▶ _Aim of the task_: The required result is every line of the records that includes "Internal".

▶ _Record set_:
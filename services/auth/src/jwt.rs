//! JWT service for session and invitation tokens
//!
//! Session tokens carry the identity, role, scoping ids and permissions of
//! a user and are signed with a server-held HMAC secret. Invitation tokens
//! use the same key but a distinct `token_type`, so neither can stand in
//! for the other.

use chrono::{DateTime, Duration, Utc};
use jsonwebtoken::{
    Algorithm, DecodingKey, EncodingKey, Header, Validation, decode, encode,
    errors::ErrorKind,
};
use serde::{Deserialize, Serialize};
use uuid::Uuid;

use crate::error::{AuthError, AuthResult};
use crate::models::{User, UserRole};

/// JWT configuration
#[derive(Clone)]
pub struct JwtConfig {
    /// HMAC secret used to sign tokens
    pub secret: String,
    /// Value of the `iss` claim
    pub issuer: String,
    /// Session token lifetime in hours
    pub session_timeout_hours: i64,
}

impl std::fmt::Debug for JwtConfig {
    fn fmt(&self, f: &mut std::fmt::Formatter<'_>) -> std::fmt::Result {
        f.debug_struct("JwtConfig")
            .field("secret", &"[REDACTED]")
            .field("issuer", &self.issuer)
            .field("session_timeout_hours", &self.session_timeout_hours)
            .finish()
    }
}

/// Token type enum
#[derive(Debug, Serialize, Deserialize, Clone, Copy, PartialEq, Eq)]
#[serde(rename_all = "snake_case")]
pub enum TokenType {
    /// Session (access) token
    Access,
    /// Tenant invitation token
    Invitation,
}

/// Session claims
#[derive(Debug, Clone, Serialize, Deserialize)]
pub struct Claims {
    /// User ID
    pub sub: Uuid,
    pub email: Option<String>,
    pub phone_number: Option<String>,
    pub role: UserRole,
    pub tenant_id: Option<Uuid>,
    pub company_id: Option<Uuid>,
    pub agency_id: Option<Uuid>,
    pub landlord_id: Option<Uuid>,
    pub session_id: Uuid,
    pub permissions: Vec<String>,
    pub iat: i64,
    pub nbf: i64,
    pub exp: i64,
    pub iss: String,
    pub token_type: TokenType,
}

impl Claims {
    pub fn has_permission(&self, permission: &str) -> bool {
        self.permissions.iter().any(|p| p == permission)
    }
}

/// Invitation claims, issued when a landlord or agent invites a tenant
#[derive(Debug, Clone, Serialize, Deserialize)]
pub struct InvitationClaims {
    /// Invited (pending) user ID
    pub sub: Uuid,
    pub email: String,
    pub iat: i64,
    pub exp: i64,
    pub iss: String,
    pub token_type: TokenType,
}

/// JWT service
#[derive(Clone)]
pub struct JwtService {
    encoding_key: EncodingKey,
    decoding_key: DecodingKey,
    validation: Validation,
    config: JwtConfig,
}

impl JwtService {
    /// Initialize a new JWT service
    pub fn new(config: JwtConfig) -> AuthResult<Self> {
        if config.secret.len() < 32 {
            return Err(AuthError::Internal(
                "JWT secret must be at least 32 bytes".to_string(),
            ));
        }

        let encoding_key = EncodingKey::from_secret(config.secret.as_bytes());
        let decoding_key = DecodingKey::from_secret(config.secret.as_bytes());
        let mut validation = Validation::new(Algorithm::HS256);
        validation.set_issuer(&[config.issuer.as_str()]);
        validation.validate_exp = true;
        validation.validate_nbf = true;
        validation.leeway = 0;

        Ok(JwtService {
            encoding_key,
            decoding_key,
            validation,
            config,
        })
    }

    /// Sign a session token for a user. Returns the token and its expiry.
    pub fn sign_session(
        &self,
        user: &User,
        session_id: Uuid,
        permissions: Vec<String>,
    ) -> AuthResult<(String, DateTime<Utc>)> {
        let now = Utc::now();
        let expires_at = now + Duration::hours(self.config.session_timeout_hours);

        let claims = Claims {
            sub: user.id,
            email: user.email.clone(),
            phone_number: user.phone_number.clone(),
            role: user.role,
            tenant_id: (user.role == UserRole::Tenant).then_some(user.id),
            company_id: user.company_id,
            agency_id: user.company_id.filter(|_| user.role.is_agency_scoped()),
            landlord_id: (user.role == UserRole::Landlord).then_some(user.id),
            session_id,
            permissions,
            iat: now.timestamp(),
            nbf: now.timestamp(),
            exp: expires_at.timestamp(),
            iss: self.config.issuer.clone(),
            token_type: TokenType::Access,
        };

        let token = encode(&Header::new(Algorithm::HS256), &claims, &self.encoding_key)
            .map_err(|e| AuthError::Internal(format!("Failed to sign session: {}", e)))?;

        Ok((token, expires_at))
    }

    /// Validate a session token and return its claims
    pub fn validate_session(&self, token: &str) -> AuthResult<Claims> {
        let claims = decode::<Claims>(token, &self.decoding_key, &self.validation)
            .map_err(map_decode_error)?
            .claims;

        if claims.token_type != TokenType::Access {
            return Err(AuthError::InvalidToken);
        }

        Ok(claims)
    }

    /// Sign an invitation for a pending tenant account
    pub fn sign_invitation(&self, user_id: Uuid, email: &str, ttl: Duration) -> AuthResult<String> {
        let now = Utc::now();
        let claims = InvitationClaims {
            sub: user_id,
            email: email.to_string(),
            iat: now.timestamp(),
            exp: (now + ttl).timestamp(),
            iss: self.config.issuer.clone(),
            token_type: TokenType::Invitation,
        };

        encode(&Header::new(Algorithm::HS256), &claims, &self.encoding_key)
            .map_err(|e| AuthError::Internal(format!("Failed to sign invitation: {}", e)))
    }

    /// Decode an invitation token
    pub fn decode_invitation(&self, token: &str) -> AuthResult<InvitationClaims> {
        let mut validation = self.validation.clone();
        validation.validate_nbf = false;

        let claims = decode::<InvitationClaims>(token, &self.decoding_key, &validation)
            .map_err(map_decode_error)?
            .claims;

        if claims.token_type != TokenType::Invitation {
            return Err(AuthError::InvalidToken);
        }

        Ok(claims)
    }
}

fn map_decode_error(err: jsonwebtoken::errors::Error) -> AuthError {
    match err.kind() {
        ErrorKind::ExpiredSignature => AuthError::TokenExpired,
        _ => AuthError::InvalidToken,
    }
}

#[cfg(test)]
mod tests {
    use super::*;
    use crate::models::UserStatus;

    fn service() -> JwtService {
        JwtService::new(JwtConfig {
            secret: "test-secret-that-is-long-enough-for-hs256".to_string(),
            issuer: "makazi-auth".to_string(),
            session_timeout_hours: 24,
        })
        .expect("valid config")
    }

    fn user(role: UserRole) -> User {
        let now = Utc::now();
        User {
            id: Uuid::new_v4(),
            email: Some("otieno@example.com".to_string()),
            phone_number: Some("254700000001".to_string()),
            first_name: Some("Otieno".to_string()),
            last_name: None,
            password_hash: None,
            role,
            status: UserStatus::Active,
            email_verified: true,
            company_id: Some(Uuid::new_v4()),
            last_login_at: None,
            created_at: now,
            updated_at: now,
        }
    }

    #[test]
    fn rejects_short_secret() {
        let result = JwtService::new(JwtConfig {
            secret: "short".to_string(),
            issuer: "makazi-auth".to_string(),
            session_timeout_hours: 24,
        });
        assert!(matches!(result, Err(AuthError::Internal(_))));
    }

    #[test]
    fn session_round_trip_carries_scoping_ids() {
        let jwt = service();
        let agent = user(UserRole::Agent);
        let session_id = Uuid::new_v4();

        let (token, expires_at) = jwt
            .sign_session(&agent, session_id, agent.role.permissions())
            .expect("signing succeeds");
        let claims = jwt.validate_session(&token).expect("token validates");

        assert_eq!(claims.sub, agent.id);
        assert_eq!(claims.session_id, session_id);
        assert_eq!(claims.agency_id, agent.company_id);
        assert_eq!(claims.landlord_id, None);
        assert_eq!(claims.tenant_id, None);
        assert_eq!(claims.iss, "makazi-auth");
        assert_eq!(claims.exp, expires_at.timestamp());
        assert!(claims.has_permission("payments:reconcile"));
    }

    #[test]
    fn landlord_and_tenant_scopes() {
        let jwt = service();
        let landlord = user(UserRole::Landlord);
        let (token, _) = jwt
            .sign_session(&landlord, Uuid::new_v4(), vec![])
            .expect("signing succeeds");
        let claims = jwt.validate_session(&token).expect("token validates");
        assert_eq!(claims.landlord_id, Some(landlord.id));
        assert_eq!(claims.agency_id, None);

        let tenant = user(UserRole::Tenant);
        let (token, _) = jwt
            .sign_session(&tenant, Uuid::new_v4(), vec![])
            .expect("signing succeeds");
        let claims = jwt.validate_session(&token).expect("token validates");
        assert_eq!(claims.tenant_id, Some(tenant.id));
    }

    #[test]
    fn expired_session_is_reported_as_expired() {
        let jwt = JwtService::new(JwtConfig {
            secret: "test-secret-that-is-long-enough-for-hs256".to_string(),
            issuer: "makazi-auth".to_string(),
            session_timeout_hours: -2,
        })
        .expect("valid config");
        let (token, _) = jwt
            .sign_session(&user(UserRole::Tenant), Uuid::new_v4(), vec![])
            .expect("signing succeeds");

        assert!(matches!(
            jwt.validate_session(&token),
            Err(AuthError::TokenExpired)
        ));
    }

    #[test]
    fn foreign_issuer_is_rejected() {
        let other = JwtService::new(JwtConfig {
            secret: "test-secret-that-is-long-enough-for-hs256".to_string(),
            issuer: "someone-else".to_string(),
            session_timeout_hours: 1,
        })
        .expect("valid config");
        let (token, _) = other
            .sign_session(&user(UserRole::Tenant), Uuid::new_v4(), vec![])
            .expect("signing succeeds");

        assert!(matches!(
            service().validate_session(&token),
            Err(AuthError::InvalidToken)
        ));
    }

    #[test]
    fn invitation_and_session_tokens_are_not_interchangeable() {
        let jwt = service();
        let invited = Uuid::new_v4();
        let invitation = jwt
            .sign_invitation(invited, "tenant@example.com", Duration::days(7))
            .expect("signing succeeds");

        let claims = jwt.decode_invitation(&invitation).expect("invitation decodes");
        assert_eq!(claims.sub, invited);
        assert_eq!(claims.email, "tenant@example.com");
        assert!(jwt.validate_session(&invitation).is_err());

        let (session, _) = jwt
            .sign_session(&user(UserRole::Tenant), Uuid::new_v4(), vec![])
            .expect("signing succeeds");
        assert!(jwt.decode_invitation(&session).is_err());
    }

▶ _Solution to the exercise_:
            return Err(AuthError::Internal(
            .map_err(|e| AuthError::Internal(format!("Failed to sign session: {}", e)))?;
            .map_err(|e| AuthError::Internal(format!("Failed to sign invitation: {}", e)))
        assert!(matches!(result, Err(AuthError::Internal(_))));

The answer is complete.